TEDxDelftWomen 2015 Speaker | Namita Krul | Creating charity-driven business plans
“When you start a business, people will ask about a business plan and how you want to achieve your goals.” Non-profit organisations face additional challenges, as their projects impact marginalised people living in difficult conditions. To minimize this, Namita Krul believes it is time charitable organisations start approaching their projects like a business would.
“Take for example the $ 100 laptop project to educate marginalized children, which was a great idea,” explains Krul, founder of New Yardsticks, an organisation which aims to change the way the impact of charitable projects are gauged. “Donating a laptop is great but you also need technical support and knowledge sharing when it comes to maintenance or if a laptop breaks down.” According to Krul, projects often lack effectiveness because, for these solutions, not enough thought is given to the needs and circumstances of marginalized people who are meant to be the beneficiaries.

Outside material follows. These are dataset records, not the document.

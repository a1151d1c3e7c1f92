//! Per-hand finger flags and the two static poses: thumbs-up and fist.

use crate::landmark::*;

/// Horizontal thumb-tip to pinky-MCP spread above which the thumb counts
/// as open.
pub const THUMB_SPLAY: f32 = 0.15;

/// How far above the index MCP the thumb tip must be for a thumbs-up.
pub const THUMB_RAISE: f32 = 0.02;

/// A thumb tip this far above its IP joint rules out a fist.
pub const THUMB_POINTING_UP: f32 = 0.05;

/// Fingers in landmark order.
#[derive(Clone, Copy, Debug, PartialEq, Eq, Hash)]
pub enum Finger {
    Thumb,
    Index,
    Middle,
    Ring,
    Pinky,
}

impl Finger {
    pub const ALL: [Finger; 5] = [Finger::Thumb, Finger::Index, Finger::Middle, Finger::Ring, Finger::Pinky];

    /// `(pip, tip)` for the four non-thumb fingers.
    fn pip_tip(self) -> Option<(usize, usize)> {
        match self {
            Finger::Thumb  => None,
            Finger::Index  => Some((INDEX_PIP, INDEX_TIP)),
            Finger::Middle => Some((MIDDLE_PIP, MIDDLE_TIP)),
            Finger::Ring   => Some((RING_PIP, RING_TIP)),
            Finger::Pinky  => Some((PINKY_PIP, PINKY_TIP)),
        }
    }
}

/// Flags derived from one hand in one frame.
#[derive(Clone, Copy, Debug, Default, PartialEq, Eq)]
pub struct HandGestureFlags {
    /// Open flags in [`Finger::ALL`] order.
    pub open:          [bool; 5],
    pub is_thumbs_up:  bool,
    pub is_fist:       bool,
}

impl HandGestureFlags {
    pub fn of(hand: &Hand) -> Self {
        let open = Finger::ALL.map(|f| is_open(hand, f));
        let thumbs_up = is_thumbs_up(hand);
        HandGestureFlags {
            open,
            is_thumbs_up: thumbs_up,
            is_fist:      fist_with(hand, &open, thumbs_up),
        }
    }

    pub fn thumb_open(&self) -> bool {
        self.is_finger_open(Finger::Thumb)
    }

    pub fn is_finger_open(&self, finger: Finger) -> bool {
        self.open[finger as usize]
    }

    /// Number of open fingers, 0–5.
    pub fn count(&self) -> u8 {
        self.open.iter().filter(|&&o| o).count() as u8
    }
}

/// Thumb: spread proxy.  Other fingers: tip above (smaller `y`) the PIP.
pub fn is_open(hand: &Hand, finger: Finger) -> bool {
    match finger.pip_tip() {
        None => (hand[THUMB_TIP].x - hand[PINKY_MCP].x).abs() > THUMB_SPLAY,
        Some((pip, tip)) => hand[tip].y < hand[pip].y,
    }
}

pub fn finger_count(hand: &Hand) -> u8 {
    Finger::ALL.iter().filter(|&&f| is_open(hand, f)).count() as u8
}

/// Four fingers curled, thumb tip above its IP joint and clearly above the
/// index MCP.
pub fn is_thumbs_up(hand: &Hand) -> bool {
    let curled = [Finger::Index, Finger::Middle, Finger::Ring, Finger::Pinky]
        .iter()
        .filter_map(|f| f.pip_tip())
        .all(|(pip, tip)| hand[tip].y > hand[pip].y);
    let thumb = hand[THUMB_TIP].y;
    curled && thumb < hand[THUMB_IP].y && thumb < hand[INDEX_MCP].y - THUMB_RAISE
}

pub fn is_fist(hand: &Hand) -> bool {
    HandGestureFlags::of(hand).is_fist
}

fn fist_with(hand: &Hand, open: &[bool; 5], thumbs_up: bool) -> bool {
    if thumbs_up {
        return false;
    }
    if hand[THUMB_TIP].y < hand[THUMB_IP].y - THUMB_POINTING_UP {
        return false;
    }
    open.iter().all(|&o| !o)
}

#[cfg(test)]
mod tests {
    use super::*;
    use crate::pose::HandPose;

    #[test]
    fn open_palm_counts_five() {
        let flags = HandGestureFlags::of(&HandPose::open_palm().build());
        assert_eq!(flags.count(), 5);
        assert!(!flags.is_fist);
        assert!(!flags.is_thumbs_up);
    }

    #[test]
    fn each_finger_count_is_read_back() {
        for n in 0..=5 {
            assert_eq!(finger_count(&HandPose::fingers(n).build()), n);
        }
    }

    #[test]
    fn all_closed_thumb_down_is_fist() {
        let hand = HandPose::fist().build();
        let flags = HandGestureFlags::of(&hand);
        assert_eq!(flags.open, [false; 5]);
        assert!(flags.is_fist);
        assert!(is_fist(&hand));
    }

    #[test]
    fn thumbs_up_is_never_a_fist() {
        let hand = HandPose::thumbs_up().build();
        let flags = HandGestureFlags::of(&hand);
        assert!(flags.is_thumbs_up);
        assert!(!flags.is_fist);
        // The raised thumb is not splayed, so nothing counts as open.
        assert_eq!(flags.count(), 0);
    }

    #[test]
    fn thumbs_up_with_an_open_finger_is_rejected() {
        let hand = HandPose::thumbs_up().with_finger(Finger::Index, true).build();
        assert!(!is_thumbs_up(&hand));
    }

    #[test]
    fn raised_thumb_rules_out_fist_even_without_thumbs_up() {
        // Every flag closed, thumb tip well above its IP joint but not high
        // enough over the index MCP to be a thumbs-up.
        let mut points = *HandPose::fist().build().points();
        points[THUMB_IP].y = points[INDEX_MCP].y + 0.05;
        points[THUMB_TIP].y = points[INDEX_MCP].y - 0.005;
        let hand = Hand::new(points);
        assert_eq!(finger_count(&hand), 0);
        assert!(!is_thumbs_up(&hand));
        assert!(!is_fist(&hand));
    }

    #[test]
    fn thumb_only_is_one_with_thumb_open() {
        let flags = HandGestureFlags::of(&HandPose::thumb_only().build());
        assert_eq!(flags.count(), 1);
        assert!(flags.thumb_open());
        assert!(!flags.is_finger_open(Finger::Index));
    }

    #[test]
    fn fist_and_thumbs_up_are_exclusive_across_poses() {
        let poses = [
            HandPose::fist(),
            HandPose::thumbs_up(),
            HandPose::thumb_only(),
            HandPose::open_palm(),
            HandPose::fingers(2),
            HandPose::fingers(4),
        ];
        for pose in poses {
            let flags = HandGestureFlags::of(&pose.build());
            assert!(!(flags.is_fist && flags.is_thumbs_up), "{:?}", pose);
        }
    }
}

Krul argues that a charity-based idea with a business-oriented approach would help set realistic targets that can be achieved by spending more time and effort beforehand, evaluating the project’s feasibility. “Approach a project the same way a business would, not with the interest to make money, but to define actually achievable social goals. Business plans that are mission-driven instead of monetary driven.”
Indeed, there is a tendency for organizations to plunge into projects without much consideration for the people actually involved. By using these methods, social enterprise projects become more tailor-made for the target groups they hope to assist. This, according to Krul, ties in is well with the theme of “Authenticity”, which is all about sincerity and intentions. After all, the main point of mission-driven projects is to properly understand the needs of marginalized people.
At the upcoming TEDxDelftWomen event, Krul views the gathering as opportunity to change this particular mindset. “We all want to do good, to eliminate poverty and for people to have basic needs covered. But we do not want there to be wastage, and we most certainly don’t want to do more harm than good.” By taking the best of both worlds –the generosity of social empowerment and the approach of businesses– Krul is convinced these projects will serve to improve many lives.